ASSIGNMENT: The first line of the entries through the line bearing "use lift_core::scenario::build_scenario;": copy these lines exactly and return nothing else.

Collected data:
*** Block opens ***

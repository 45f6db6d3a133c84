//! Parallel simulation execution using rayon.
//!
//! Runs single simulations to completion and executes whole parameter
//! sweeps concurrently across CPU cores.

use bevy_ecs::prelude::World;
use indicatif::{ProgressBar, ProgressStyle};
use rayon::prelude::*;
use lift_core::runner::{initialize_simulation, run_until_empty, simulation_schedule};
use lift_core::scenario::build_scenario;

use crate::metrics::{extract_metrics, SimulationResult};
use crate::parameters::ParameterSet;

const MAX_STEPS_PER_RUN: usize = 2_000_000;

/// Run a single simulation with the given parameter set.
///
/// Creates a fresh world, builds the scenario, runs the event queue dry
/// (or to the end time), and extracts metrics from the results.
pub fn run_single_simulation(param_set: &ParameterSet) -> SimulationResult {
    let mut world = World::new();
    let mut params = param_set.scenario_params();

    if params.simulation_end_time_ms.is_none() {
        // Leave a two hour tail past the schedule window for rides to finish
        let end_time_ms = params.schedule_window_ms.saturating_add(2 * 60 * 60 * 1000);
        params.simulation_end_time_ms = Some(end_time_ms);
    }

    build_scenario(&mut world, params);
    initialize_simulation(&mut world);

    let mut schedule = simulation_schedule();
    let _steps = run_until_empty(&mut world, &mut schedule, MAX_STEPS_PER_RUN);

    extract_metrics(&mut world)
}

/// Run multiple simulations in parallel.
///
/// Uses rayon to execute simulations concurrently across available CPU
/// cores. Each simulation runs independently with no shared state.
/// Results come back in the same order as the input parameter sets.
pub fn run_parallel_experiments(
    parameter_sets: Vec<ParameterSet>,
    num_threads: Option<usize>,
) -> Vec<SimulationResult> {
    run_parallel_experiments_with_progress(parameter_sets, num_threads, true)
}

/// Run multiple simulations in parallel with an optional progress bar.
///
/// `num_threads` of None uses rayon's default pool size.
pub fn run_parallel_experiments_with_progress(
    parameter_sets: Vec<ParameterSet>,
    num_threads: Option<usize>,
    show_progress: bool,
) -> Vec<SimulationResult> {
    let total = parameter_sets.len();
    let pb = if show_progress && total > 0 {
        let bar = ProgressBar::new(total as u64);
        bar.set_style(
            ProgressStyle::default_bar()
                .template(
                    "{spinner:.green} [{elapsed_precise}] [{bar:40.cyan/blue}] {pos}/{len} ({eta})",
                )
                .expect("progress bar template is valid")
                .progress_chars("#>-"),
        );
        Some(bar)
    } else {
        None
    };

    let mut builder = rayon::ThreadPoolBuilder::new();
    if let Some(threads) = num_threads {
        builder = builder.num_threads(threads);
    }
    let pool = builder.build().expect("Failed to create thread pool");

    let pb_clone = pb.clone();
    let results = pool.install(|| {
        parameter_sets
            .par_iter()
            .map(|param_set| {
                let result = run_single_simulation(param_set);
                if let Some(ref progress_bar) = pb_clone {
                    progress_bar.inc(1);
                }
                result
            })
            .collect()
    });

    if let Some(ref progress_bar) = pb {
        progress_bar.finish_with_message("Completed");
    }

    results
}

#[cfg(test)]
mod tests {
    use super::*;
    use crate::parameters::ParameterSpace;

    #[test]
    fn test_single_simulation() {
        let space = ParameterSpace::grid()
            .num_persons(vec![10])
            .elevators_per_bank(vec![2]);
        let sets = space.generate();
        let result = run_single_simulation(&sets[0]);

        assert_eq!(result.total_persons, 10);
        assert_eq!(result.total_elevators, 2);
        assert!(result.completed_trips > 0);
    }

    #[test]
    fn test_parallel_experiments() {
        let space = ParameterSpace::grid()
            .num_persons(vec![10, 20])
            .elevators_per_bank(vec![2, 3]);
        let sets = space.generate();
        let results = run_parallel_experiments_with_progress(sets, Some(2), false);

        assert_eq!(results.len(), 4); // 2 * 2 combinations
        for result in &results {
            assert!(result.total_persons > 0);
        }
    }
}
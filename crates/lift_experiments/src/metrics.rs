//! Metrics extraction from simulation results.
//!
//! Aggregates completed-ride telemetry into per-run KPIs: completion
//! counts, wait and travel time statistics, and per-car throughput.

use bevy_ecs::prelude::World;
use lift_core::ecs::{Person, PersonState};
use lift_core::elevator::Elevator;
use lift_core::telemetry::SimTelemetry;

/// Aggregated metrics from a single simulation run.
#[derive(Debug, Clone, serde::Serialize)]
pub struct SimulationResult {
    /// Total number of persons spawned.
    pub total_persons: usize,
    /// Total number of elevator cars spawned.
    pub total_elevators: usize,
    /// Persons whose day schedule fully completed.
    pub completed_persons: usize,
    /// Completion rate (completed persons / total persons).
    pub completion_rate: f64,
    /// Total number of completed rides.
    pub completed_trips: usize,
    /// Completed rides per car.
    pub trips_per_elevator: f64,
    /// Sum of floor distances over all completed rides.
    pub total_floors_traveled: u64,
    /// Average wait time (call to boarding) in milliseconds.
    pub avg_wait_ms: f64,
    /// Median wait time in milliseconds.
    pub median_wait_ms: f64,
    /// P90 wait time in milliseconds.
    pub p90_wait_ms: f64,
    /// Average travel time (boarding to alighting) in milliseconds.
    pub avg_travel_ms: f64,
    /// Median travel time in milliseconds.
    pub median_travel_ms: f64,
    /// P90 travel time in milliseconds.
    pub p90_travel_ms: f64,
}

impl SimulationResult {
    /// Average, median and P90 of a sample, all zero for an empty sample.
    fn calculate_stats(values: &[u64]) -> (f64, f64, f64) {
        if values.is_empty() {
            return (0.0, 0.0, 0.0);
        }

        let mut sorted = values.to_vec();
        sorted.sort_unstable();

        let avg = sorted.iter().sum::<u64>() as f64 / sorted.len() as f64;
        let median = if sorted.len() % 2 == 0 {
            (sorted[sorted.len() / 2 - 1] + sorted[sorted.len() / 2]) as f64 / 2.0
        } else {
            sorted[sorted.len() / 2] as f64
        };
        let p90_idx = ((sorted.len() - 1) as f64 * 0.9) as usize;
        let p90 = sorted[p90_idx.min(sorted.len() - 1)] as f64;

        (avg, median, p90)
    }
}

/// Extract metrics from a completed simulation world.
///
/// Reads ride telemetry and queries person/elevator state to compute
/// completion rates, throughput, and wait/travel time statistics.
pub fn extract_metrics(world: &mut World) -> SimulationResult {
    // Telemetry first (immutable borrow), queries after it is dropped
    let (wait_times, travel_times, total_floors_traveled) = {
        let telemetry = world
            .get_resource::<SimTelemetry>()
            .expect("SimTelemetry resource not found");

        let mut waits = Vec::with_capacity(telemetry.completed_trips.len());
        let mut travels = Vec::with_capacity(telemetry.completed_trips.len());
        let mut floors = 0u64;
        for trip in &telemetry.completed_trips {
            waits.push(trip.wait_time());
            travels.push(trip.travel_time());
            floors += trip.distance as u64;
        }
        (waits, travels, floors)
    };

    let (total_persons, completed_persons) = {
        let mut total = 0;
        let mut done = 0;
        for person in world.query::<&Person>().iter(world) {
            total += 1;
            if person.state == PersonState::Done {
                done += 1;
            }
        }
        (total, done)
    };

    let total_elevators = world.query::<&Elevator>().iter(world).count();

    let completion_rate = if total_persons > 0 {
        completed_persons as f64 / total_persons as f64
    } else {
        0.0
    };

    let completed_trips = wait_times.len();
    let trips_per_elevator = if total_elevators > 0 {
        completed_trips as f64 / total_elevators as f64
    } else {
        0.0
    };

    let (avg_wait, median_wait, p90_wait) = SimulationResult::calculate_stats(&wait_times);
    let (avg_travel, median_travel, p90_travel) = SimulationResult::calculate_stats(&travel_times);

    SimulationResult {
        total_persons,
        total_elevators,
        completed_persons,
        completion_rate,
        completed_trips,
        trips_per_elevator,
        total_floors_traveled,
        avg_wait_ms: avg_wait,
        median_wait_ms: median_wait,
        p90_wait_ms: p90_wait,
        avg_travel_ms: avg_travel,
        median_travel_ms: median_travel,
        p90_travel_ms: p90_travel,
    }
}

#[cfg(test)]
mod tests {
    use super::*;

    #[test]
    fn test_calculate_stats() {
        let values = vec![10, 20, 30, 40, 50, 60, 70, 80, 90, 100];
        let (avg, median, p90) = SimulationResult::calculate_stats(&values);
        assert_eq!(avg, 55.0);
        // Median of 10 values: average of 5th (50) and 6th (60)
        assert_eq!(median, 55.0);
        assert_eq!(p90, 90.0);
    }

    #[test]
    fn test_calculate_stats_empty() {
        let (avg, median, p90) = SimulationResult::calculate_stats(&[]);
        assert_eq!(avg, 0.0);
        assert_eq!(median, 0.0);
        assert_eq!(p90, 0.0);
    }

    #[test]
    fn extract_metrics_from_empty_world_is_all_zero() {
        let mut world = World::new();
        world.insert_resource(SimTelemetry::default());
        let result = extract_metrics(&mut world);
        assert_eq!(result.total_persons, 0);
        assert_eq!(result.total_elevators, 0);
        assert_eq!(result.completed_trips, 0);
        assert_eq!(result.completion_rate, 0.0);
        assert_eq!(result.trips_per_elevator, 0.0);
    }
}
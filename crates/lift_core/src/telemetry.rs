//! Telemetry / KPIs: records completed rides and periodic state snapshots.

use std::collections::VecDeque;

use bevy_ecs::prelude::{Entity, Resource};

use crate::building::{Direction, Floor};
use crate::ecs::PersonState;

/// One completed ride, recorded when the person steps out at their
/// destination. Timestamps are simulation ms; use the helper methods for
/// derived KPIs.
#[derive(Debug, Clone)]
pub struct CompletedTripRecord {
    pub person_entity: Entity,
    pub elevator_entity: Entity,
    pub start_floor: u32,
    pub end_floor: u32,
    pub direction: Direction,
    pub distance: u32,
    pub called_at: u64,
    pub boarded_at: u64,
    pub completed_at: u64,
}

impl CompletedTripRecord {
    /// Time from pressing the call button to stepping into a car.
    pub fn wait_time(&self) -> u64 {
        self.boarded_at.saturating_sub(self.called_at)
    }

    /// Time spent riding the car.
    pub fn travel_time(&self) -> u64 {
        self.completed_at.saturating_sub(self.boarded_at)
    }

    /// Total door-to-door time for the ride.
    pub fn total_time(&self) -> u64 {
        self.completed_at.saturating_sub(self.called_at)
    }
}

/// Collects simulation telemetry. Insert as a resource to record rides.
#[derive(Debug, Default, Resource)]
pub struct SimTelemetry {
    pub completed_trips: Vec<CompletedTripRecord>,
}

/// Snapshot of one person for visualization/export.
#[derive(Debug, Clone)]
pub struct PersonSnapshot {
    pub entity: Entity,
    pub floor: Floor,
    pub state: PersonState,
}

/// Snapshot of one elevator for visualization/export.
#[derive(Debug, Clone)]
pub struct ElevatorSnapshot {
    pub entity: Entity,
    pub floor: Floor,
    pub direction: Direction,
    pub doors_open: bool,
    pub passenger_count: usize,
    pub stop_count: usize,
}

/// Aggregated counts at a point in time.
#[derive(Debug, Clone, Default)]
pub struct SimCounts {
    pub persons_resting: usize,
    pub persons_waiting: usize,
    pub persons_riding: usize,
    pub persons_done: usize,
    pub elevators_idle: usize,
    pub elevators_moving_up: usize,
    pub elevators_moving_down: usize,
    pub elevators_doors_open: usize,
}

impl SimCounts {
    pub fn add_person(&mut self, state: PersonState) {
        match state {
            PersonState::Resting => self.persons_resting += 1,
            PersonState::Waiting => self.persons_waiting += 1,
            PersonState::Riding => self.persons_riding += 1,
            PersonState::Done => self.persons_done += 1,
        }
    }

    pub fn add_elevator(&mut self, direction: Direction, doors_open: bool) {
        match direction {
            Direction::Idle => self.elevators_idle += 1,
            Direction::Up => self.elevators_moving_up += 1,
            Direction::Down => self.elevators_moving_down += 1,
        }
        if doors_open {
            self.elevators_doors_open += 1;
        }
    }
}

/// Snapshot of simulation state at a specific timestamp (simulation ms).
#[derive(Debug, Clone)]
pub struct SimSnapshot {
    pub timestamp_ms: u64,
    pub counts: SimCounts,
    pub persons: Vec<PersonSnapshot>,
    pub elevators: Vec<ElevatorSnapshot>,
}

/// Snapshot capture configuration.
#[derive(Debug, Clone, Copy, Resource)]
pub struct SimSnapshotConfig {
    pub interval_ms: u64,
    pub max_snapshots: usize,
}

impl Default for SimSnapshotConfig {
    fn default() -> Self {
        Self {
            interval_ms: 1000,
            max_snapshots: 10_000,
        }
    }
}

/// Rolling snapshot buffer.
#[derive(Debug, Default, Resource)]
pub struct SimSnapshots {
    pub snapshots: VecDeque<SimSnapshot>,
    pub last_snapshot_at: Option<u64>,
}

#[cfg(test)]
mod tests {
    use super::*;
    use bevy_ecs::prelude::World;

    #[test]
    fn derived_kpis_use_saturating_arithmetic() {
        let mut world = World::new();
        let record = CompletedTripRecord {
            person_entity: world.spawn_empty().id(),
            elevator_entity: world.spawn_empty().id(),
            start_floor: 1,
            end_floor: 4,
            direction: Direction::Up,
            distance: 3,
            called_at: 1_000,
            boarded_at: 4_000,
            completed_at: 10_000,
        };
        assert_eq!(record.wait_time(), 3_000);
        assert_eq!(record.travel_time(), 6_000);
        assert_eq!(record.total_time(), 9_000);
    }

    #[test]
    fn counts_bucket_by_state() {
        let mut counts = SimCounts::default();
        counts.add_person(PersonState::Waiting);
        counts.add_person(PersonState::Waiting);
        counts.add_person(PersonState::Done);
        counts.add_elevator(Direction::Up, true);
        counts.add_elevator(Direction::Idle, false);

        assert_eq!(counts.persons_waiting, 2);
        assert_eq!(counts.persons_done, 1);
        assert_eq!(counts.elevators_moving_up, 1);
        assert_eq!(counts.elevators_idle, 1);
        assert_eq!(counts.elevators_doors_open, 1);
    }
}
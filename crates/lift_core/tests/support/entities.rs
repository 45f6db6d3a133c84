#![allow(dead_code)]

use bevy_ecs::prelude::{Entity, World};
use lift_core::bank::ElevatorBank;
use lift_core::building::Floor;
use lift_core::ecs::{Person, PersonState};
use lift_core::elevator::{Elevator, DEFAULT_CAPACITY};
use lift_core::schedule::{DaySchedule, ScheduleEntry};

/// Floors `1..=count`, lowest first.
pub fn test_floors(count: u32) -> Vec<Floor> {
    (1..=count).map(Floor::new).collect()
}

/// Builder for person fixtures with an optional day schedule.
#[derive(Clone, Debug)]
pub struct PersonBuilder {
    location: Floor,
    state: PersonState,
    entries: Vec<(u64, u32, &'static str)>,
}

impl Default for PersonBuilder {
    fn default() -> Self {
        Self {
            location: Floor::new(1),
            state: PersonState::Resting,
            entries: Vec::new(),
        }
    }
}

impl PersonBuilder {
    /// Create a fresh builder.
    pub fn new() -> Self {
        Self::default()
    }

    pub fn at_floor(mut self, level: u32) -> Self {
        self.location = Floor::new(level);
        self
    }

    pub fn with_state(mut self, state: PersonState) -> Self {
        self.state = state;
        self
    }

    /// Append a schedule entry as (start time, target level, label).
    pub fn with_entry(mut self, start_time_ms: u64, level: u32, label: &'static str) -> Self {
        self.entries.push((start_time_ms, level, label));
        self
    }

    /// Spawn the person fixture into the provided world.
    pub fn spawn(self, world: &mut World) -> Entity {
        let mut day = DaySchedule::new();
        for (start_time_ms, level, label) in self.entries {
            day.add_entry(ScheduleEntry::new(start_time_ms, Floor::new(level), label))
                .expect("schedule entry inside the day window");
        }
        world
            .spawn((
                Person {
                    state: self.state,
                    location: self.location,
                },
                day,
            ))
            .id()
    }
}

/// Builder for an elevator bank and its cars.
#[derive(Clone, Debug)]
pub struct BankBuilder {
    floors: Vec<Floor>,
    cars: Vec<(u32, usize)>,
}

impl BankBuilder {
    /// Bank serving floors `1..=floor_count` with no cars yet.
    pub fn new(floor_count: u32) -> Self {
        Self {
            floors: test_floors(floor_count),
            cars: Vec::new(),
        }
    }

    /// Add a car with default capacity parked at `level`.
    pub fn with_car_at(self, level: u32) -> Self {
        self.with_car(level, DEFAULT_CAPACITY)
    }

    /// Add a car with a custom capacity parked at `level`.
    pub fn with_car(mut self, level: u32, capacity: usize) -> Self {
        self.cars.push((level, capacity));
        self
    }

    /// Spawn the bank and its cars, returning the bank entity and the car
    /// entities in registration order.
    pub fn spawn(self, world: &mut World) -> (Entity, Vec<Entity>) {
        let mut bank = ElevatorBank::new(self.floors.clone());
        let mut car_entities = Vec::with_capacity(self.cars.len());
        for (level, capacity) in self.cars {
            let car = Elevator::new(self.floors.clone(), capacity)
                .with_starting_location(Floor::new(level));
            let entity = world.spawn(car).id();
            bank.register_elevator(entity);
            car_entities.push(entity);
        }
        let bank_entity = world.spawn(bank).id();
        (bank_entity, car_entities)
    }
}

*** Block closes ***

RESPONSE BELOW:
repository 45f6db6d3a133c84
//! Parallel simulation execution using rayon.
//!
//! Runs single simulations to completion and executes whole parameter
//! sweeps concurrently across CPU cores.

use bevy_ecs::prelude::World;
use indicatif::{ProgressBar, ProgressStyle};
use rayon::prelude::*;
use lift_core::runner::{initialize_simulation, run_until_empty, simulation_schedule};
use lift_core::scenario::build_scenario;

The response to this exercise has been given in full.